(PROVIDED DATA Opens)

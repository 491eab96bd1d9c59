//! Battery health classification for the dashboard's battery card
//!
//! Pure classification of telemetry the shell already has; no sampling and
//! no hardware access. Thresholds are the deployed dashboard's: above 80 %
//! Good, above 50 % Warning, otherwise Critical, both bounds exclusive.

use serde::{Deserialize, Serialize};

/// Snapshot of the robot battery as reported by telemetry
#[derive(Debug, Clone, Copy, PartialEq, Serialize, Deserialize)]
pub struct BatteryReading {
    /// State of charge (percent)
    pub percentage: f32,
    /// Pack voltage (volts)
    pub voltage: f32,
    /// Pack temperature (Celsius)
    pub temperature_c: f32,
}

impl BatteryReading {
    pub fn new(percentage: f32, voltage: f32, temperature_c: f32) -> Self {
        Self {
            percentage,
            voltage,
            temperature_c,
        }
    }

    /// Status lamp for this reading
    pub fn status(&self) -> BatteryStatus {
        BatteryStatus::from_percentage(self.percentage)
    }

    /// Charge as a `[0, 1]` fraction for the charge-bar width
    pub fn charge_fraction(&self) -> f32 {
        (self.percentage / 100.0).clamp(0.0, 1.0)
    }
}

/// Three-state battery status
#[derive(Debug, Clone, Copy, PartialEq, Eq, Serialize, Deserialize)]
pub enum BatteryStatus {
    /// Above 80 %
    Good,
    /// Above 50 %, at most 80 %
    Warning,
    /// 50 % or below
    Critical,
}

impl BatteryStatus {
    pub fn from_percentage(percentage: f32) -> Self {
        if percentage > 80.0 {
            BatteryStatus::Good
        } else if percentage > 50.0 {
            BatteryStatus::Warning
        } else {
            BatteryStatus::Critical
        }
    }

    /// Label shown next to the status lamp
    pub fn label(&self) -> &'static str {
        match self {
            BatteryStatus::Good => "Good",
            BatteryStatus::Warning => "Warning",
            BatteryStatus::Critical => "Critical",
        }
    }

    /// Lamp color used by the dashboard
    pub fn indicator(&self) -> IndicatorColor {
        match self {
            BatteryStatus::Good => IndicatorColor::Green,
            BatteryStatus::Warning => IndicatorColor::Yellow,
            BatteryStatus::Critical => IndicatorColor::Red,
        }
    }

    /// Whether the operator should plan a recharge
    pub fn needs_attention(&self) -> bool {
        matches!(self, BatteryStatus::Warning | BatteryStatus::Critical)
    }
}

/// Status lamp colors
#[derive(Debug, Clone, Copy, PartialEq, Eq, Serialize, Deserialize)]
pub enum IndicatorColor {
    Green,
    Yellow,
    Red,
}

(PROVIDED DATA Closes)

■ **WORK REQUIRED**:
Output the records above exactly as written.

■ **YOUR RESPONSE**:
repository 491eab96bd1d9c59
//! Battery health classification for the dashboard's battery card
//!
//! Pure classification of telemetry the shell already has; no sampling and
//! no hardware access. Thresholds are the deployed dashboard's: above 80 %
//! Good, above 50 % Warning, otherwise Critical, both bounds exclusive.

use serde::{Deserialize, Serialize};

/// Snapshot of the robot battery as reported by telemetry
#[derive(Debug, Clone, Copy, PartialEq, Serialize, Deserialize)]
pub struct BatteryReading {
    /// State of charge (percent)
    pub percentage: f32,
    /// Pack voltage (volts)
    pub voltage: f32,
    /// Pack temperature (Celsius)
    pub temperature_c: f32,
}

impl BatteryReading {
    pub fn new(percentage: f32, voltage: f32, temperature_c: f32) -> Self {
        Self {
            percentage,
            voltage,
            temperature_c,
        }
    }

    /// Status lamp for this reading
    pub fn status(&self) -> BatteryStatus {
        BatteryStatus::from_percentage(self.percentage)
    }

    /// Charge as a `[0, 1]` fraction for the charge-bar width
    pub fn charge_fraction(&self) -> f32 {
        (self.percentage / 100.0).clamp(0.0, 1.0)
    }
}

/// Three-state battery status
#[derive(Debug, Clone, Copy, PartialEq, Eq, Serialize, Deserialize)]
pub enum BatteryStatus {
    /// Above 80 %
    Good,
    /// Above 50 %, at most 80 %
    Warning,
    /// 50 % or below
    Critical,
}

impl BatteryStatus {
    pub fn from_percentage(percentage: f32) -> Self {
        if percentage > 80.0 {
            BatteryStatus::Good
        } else if percentage > 50.0 {
            BatteryStatus::Warning
        } else {
            BatteryStatus::Critical
        }
    }

    /// Label shown next to the status lamp
    pub fn label(&self) -> &'static str {
        match self {
            BatteryStatus::Good => "Good",
            BatteryStatus::Warning => "Warning",
            BatteryStatus::Critical => "Critical",
        }
    }

    /// Lamp color used by the dashboard
    pub fn indicator(&self) -> IndicatorColor {
        match self {
            BatteryStatus::Good => IndicatorColor::Green,
            BatteryStatus::Warning => IndicatorColor::Yellow,
            BatteryStatus::Critical => IndicatorColor::Red,
        }
    }

    /// Whether the operator should plan a recharge
    pub fn needs_attention(&self) -> bool {
        matches!(self, BatteryStatus::Warning | BatteryStatus::Critical)
    }
}

/// Status lamp colors
#[derive(Debug, Clone, Copy, PartialEq, Eq, Serialize, Deserialize)]
pub enum IndicatorColor {
    Green,
    Yellow,
    Red,
}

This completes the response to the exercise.